Print, exactly as written, every line from the first line of the records below through the line containing "single option name.", and nothing further.
(Data in this exercise begins)
// ============================================================================
// mediary-core/src/requirements/options.rs
// ============================================================================
//
// OPTION TOKENS: Free-form option list parsing
//
// Argument sets are written in the transcoder's own option grammar, so there is
// no fixed schema to parse them against. The arity of each option is inferred
// by looking ahead: an option followed by another option (or nothing) is a
// flag, otherwise it takes every value up to the next option.
//
// KEY COMPONENTS:
// - OptionValue: Flag / Single / Multi value of one option
// - OptionBindings: Ordered, last-writer-wins option map
// - parse_option_tokens: Token list -> OptionBindings

// ---- Internal crate imports ----
use crate::error::{CoreError, CoreResult};

/// Prefix used for bindings of bare (non-option) tokens.
pub const POSITIONAL_PREFIX: &str = "arg_";

/// Value bound to a single option name.
#[derive(Debug, Clone, PartialEq, Eq)]
pub enum OptionValue {
    /// The option was given without values.
    Flag,
    /// The option was followed by exactly one value.
    Single(String),
    /// The option was followed by several values.
    Multi(Vec<String>),
}

impl OptionValue {
    /// Returns the value if exactly one was given.
    pub fn as_single(&self) -> Option<&str> {
        match self {
            OptionValue::Single(value) => Some(value),
            _ => None,
        }
    }

    fn describe(&self) -> String {
        match self {
            OptionValue::Flag => "no value".to_string(),
            OptionValue::Single(value) => format!("'{value}'"),
            OptionValue::Multi(values) => format!("{} values", values.len()),
        }
    }
}

/// Ordered map from option name (without leading dashes) to its value.
///
/// Re-binding a name replaces its value but keeps its original position, so
/// iteration order is the order in which names were first seen. Each binding
/// also remembers when it was last written; see
/// [`OptionBindings::iter_by_last_write`].
#[derive(Debug, Clone, Default, PartialEq, Eq)]
pub struct OptionBindings {
    entries: Vec<Binding>,
    writes: u64,
}

#[derive(Debug, Clone, PartialEq, Eq)]
struct Binding {
    name: String,
    value: OptionValue,
    written: u64,
}

impl OptionBindings {
    pub fn new() -> Self {
        Self::default()
    }

    /// Binds `name` to `value`, replacing any earlier binding.
    pub fn insert(&mut self, name: impl Into<String>, value: OptionValue) {
        let name = name.into();
        self.writes += 1;
        let written = self.writes;
        match self.entries.iter_mut().find(|entry| entry.name == name) {
            Some(entry) => {
                entry.value = value;
                entry.written = written;
            }
            None => self.entries.push(Binding {
                name,
                value,
                written,
            }),
        }
    }

    pub fn get(&self, name: &str) -> Option<&OptionValue> {
        self.entries
            .iter()
            .find(|entry| entry.name == name)
            .map(|entry| &entry.value)
    }

    pub fn contains(&self, name: &str) -> bool {
        self.get(name).is_some()
    }

    pub fn iter(&self) -> impl Iterator<Item = (&str, &OptionValue)> {
        self.entries
            .iter()
            .map(|entry| (entry.name.as_str(), &entry.value))
    }

    /// Iterates bindings oldest write first. Options that overlap (`-codec`
    /// and `-codec:v`) must be applied in this order for the last writer to win.
    pub fn iter_by_last_write(&self) -> impl Iterator<Item = (&str, &OptionValue)> {
        let mut ordered: Vec<&Binding> = self.entries.iter().collect();
        ordered.sort_by_key(|entry| entry.written);
        ordered
            .into_iter()
            .map(|entry| (entry.name.as_str(), &entry.value))
    }

    pub fn len(&self) -> usize {
        self.entries.len()
    }

    pub fn is_empty(&self) -> bool {
        self.entries.is_empty()
    }

    /// Merges `other` into `self`; bindings in `other` win and count as newer
    /// than every binding already in `self`.
    pub fn merge(&mut self, other: OptionBindings) {
        let mut incoming = other.entries;
        incoming.sort_by_key(|entry| entry.written);
        for entry in incoming {
            self.insert(entry.name, entry.value);
        }
    }
}

/// Returns true if `name` is the binding of a bare token (`arg_1`, `arg_2`, ...).
pub fn is_positional(name: &str) -> bool {
    name.strip_prefix(POSITIONAL_PREFIX)
        .is_some_and(|n| !n.is_empty() && n.chars().all(|c| c.is_ascii_digit()))
}

fn is_option_token(token: &str) -> bool {
    token.len() > 1 && token.starts_with('-')
}

/// Parses a free-form option token list into bindings.
///
/// # Arguments
///
/// * `tokens` - Tokens in the transcoder's option grammar, e.g.
///   `["-codec:v", "h264", "-ac", "2"]`
///
/// # Returns
///
/// * `Ok(OptionBindings)` - One binding per distinct option name
/// * `Err(CoreError::UnrecognizedOption)` - If a token consists only of dashes
pub fn parse_option_tokens<T: AsRef<str>>(tokens: &[T]) -> CoreResult<OptionBindings> {
    let mut bindings = OptionBindings::new();
    let mut positional = 1;
    let mut i = 0;

    while i < tokens.len() {
        let token = tokens[i].as_ref();
        i += 1;

        if !is_option_token(token) {
            bindings.insert(
                format!("{POSITIONAL_PREFIX}{positional}"),
                OptionValue::Single(token.to_string()),
            );
            positional += 1;
            continue;
        }

        let name = token.trim_start_matches('-');
        if name.is_empty() {
            return Err(CoreError::UnrecognizedOption(token.to_string()));
        }

        let mut values = Vec::new();
        while i < tokens.len() && !is_option_token(tokens[i].as_ref()) {
            values.push(tokens[i].as_ref().to_string());
            i += 1;
        }

        let value = match values.len() {
            0 => OptionValue::Flag,
            1 => OptionValue::Single(values.remove(0)),
            _ => OptionValue::Multi(values),
        };
        bindings.insert(name, value);
    }

    Ok(bindings)
}

/// Renders a binding back into tokens, e.g. `("movflags", Single)` ->
/// `["-movflags", "+faststart"]`.
pub fn render_option(name: &str, value: &OptionValue) -> Vec<String> {
    let mut tokens = vec![format!("-{name}")];
    match value {
        OptionValue::Flag => {}
        OptionValue::Single(v) => tokens.push(v.clone()),
        OptionValue::Multi(vs) => tokens.extend(vs.iter().cloned()),
    }
    tokens
}

pub(crate) fn invalid_value(name: &str, value: &OptionValue, expected: &str) -> CoreError {
    CoreError::UnrecognizedOption(format!(
        "-{name} expects {expected}, got {}",
        value.describe()
    ))
}

#[cfg(test)]
mod tests {
    use super::*;

    #[test]
    fn test_arity_is_inferred_by_lookahead() {
        let bindings =
            parse_option_tokens(&["--foo", "qux", "grault", "--corge", "--bar", "garply"]).unwrap();

        assert_eq!(
            bindings.get("foo"),
            Some(&OptionValue::Multi(vec!["qux".into(), "grault".into()]))
        );
        assert_eq!(bindings.get("corge"), Some(&OptionValue::Flag));
        assert_eq!(bindings.get("bar"), Some(&OptionValue::Single("garply".into())));
    }

    #[test]
    fn test_trailing_option_is_flag() {
        let bindings = parse_option_tokens(&["-codec:v", "h264", "-y"]).unwrap();
        assert_eq!(bindings.get("y"), Some(&OptionValue::Flag));
    }

    #[test]
    fn test_leading_bare_tokens_are_positional() {
        let bindings = parse_option_tokens(&["input.mkv", "-", "-ac", "2"]).unwrap();
        assert_eq!(
            bindings.get("arg_1"),
            Some(&OptionValue::Single("input.mkv".into()))
        );
        assert_eq!(bindings.get("arg_2"), Some(&OptionValue::Single("-".into())));
        assert_eq!(bindings.get("ac"), Some(&OptionValue::Single("2".into())));
        assert!(is_positional("arg_2"));
        assert!(!is_positional("arg_"));
        assert!(!is_positional("ac"));
    }

    #[test]
    fn test_dash_only_token_is_rejected() {
        let err = parse_option_tokens(&["-ac", "2", "--"]).unwrap_err();
        assert!(matches!(err, CoreError::UnrecognizedOption(ref t) if t == "--"));
    }

    #[test]
    fn test_last_writer_wins_keeps_first_position() {
        let bindings =
            parse_option_tokens(&["-ac", "2", "-f", "mp4", "-ac", "6"]).unwrap();
        let names: Vec<&str> = bindings.iter().map(|(name, _)| name).collect();
        assert_eq!(names, vec!["ac", "f"]);
        assert_eq!(bindings.get("ac"), Some(&OptionValue::Single("6".into())));
    }

    #[test]
    fn test_merge_prefers_later_bindings() {
        let mut base = parse_option_tokens(&["-codec:a", "aac", "-ac", "2"]).unwrap();
        let over = parse_option_tokens(&["-ac", "6", "-sn"]).unwrap();
        base.merge(over);
        assert_eq!(base.len(), 3);
        assert_eq!(base.get("ac"), Some(&OptionValue::Single("6".into())));
        assert_eq!(base.get("sn"), Some(&OptionValue::Flag));
    }

    #[test]
    fn test_last_write_order_follows_rebinding() {
        let mut base = parse_option_tokens(&["-codec:v", "h264", "-codec", "aac"]).unwrap();
        let over = parse_option_tokens(&["-codec:v", "hevc"]).unwrap();
        base.merge(over);

        let by_write: Vec<&str> = base.iter_by_last_write().map(|(name, _)| name).collect();
        assert_eq!(by_write, vec!["codec", "codec:v"]);
        let by_position: Vec<&str> = base.iter().map(|(name, _)| name).collect();
        assert_eq!(by_position, vec!["codec:v", "codec"]);
    }

    #[test]
    fn test_empty_tokens() {
        let tokens: [&str; 0] = [];
        assert!(parse_option_tokens(&tokens).unwrap().is_empty());
    }

    #[test]
    fn test_render_option() {
        assert_eq!(render_option("sn", &OptionValue::Flag), vec!["-sn"]);
        assert_eq!(
            render_option("movflags", &OptionValue::Single("+faststart".into())),
            vec!["-movflags", "+faststart"]
        );
    }
}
(Data in this exercise ends)
Output of the exercise:
// ============================================================================
// mediary-core/src/requirements/options.rs
// ============================================================================
//
// OPTION TOKENS: Free-form option list parsing
//
// Argument sets are written in the transcoder's own option grammar, so there is
// no fixed schema to parse them against. The arity of each option is inferred
// by looking ahead: an option followed by another option (or nothing) is a
// flag, otherwise it takes every value up to the next option.
//
// KEY COMPONENTS:
// - OptionValue: Flag / Single / Multi value of one option
// - OptionBindings: Ordered, last-writer-wins option map
// - parse_option_tokens: Token list -> OptionBindings

// ---- Internal crate imports ----
use crate::error::{CoreError, CoreResult};

/// Prefix used for bindings of bare (non-option) tokens.
pub const POSITIONAL_PREFIX: &str = "arg_";

/// Value bound to a single option name.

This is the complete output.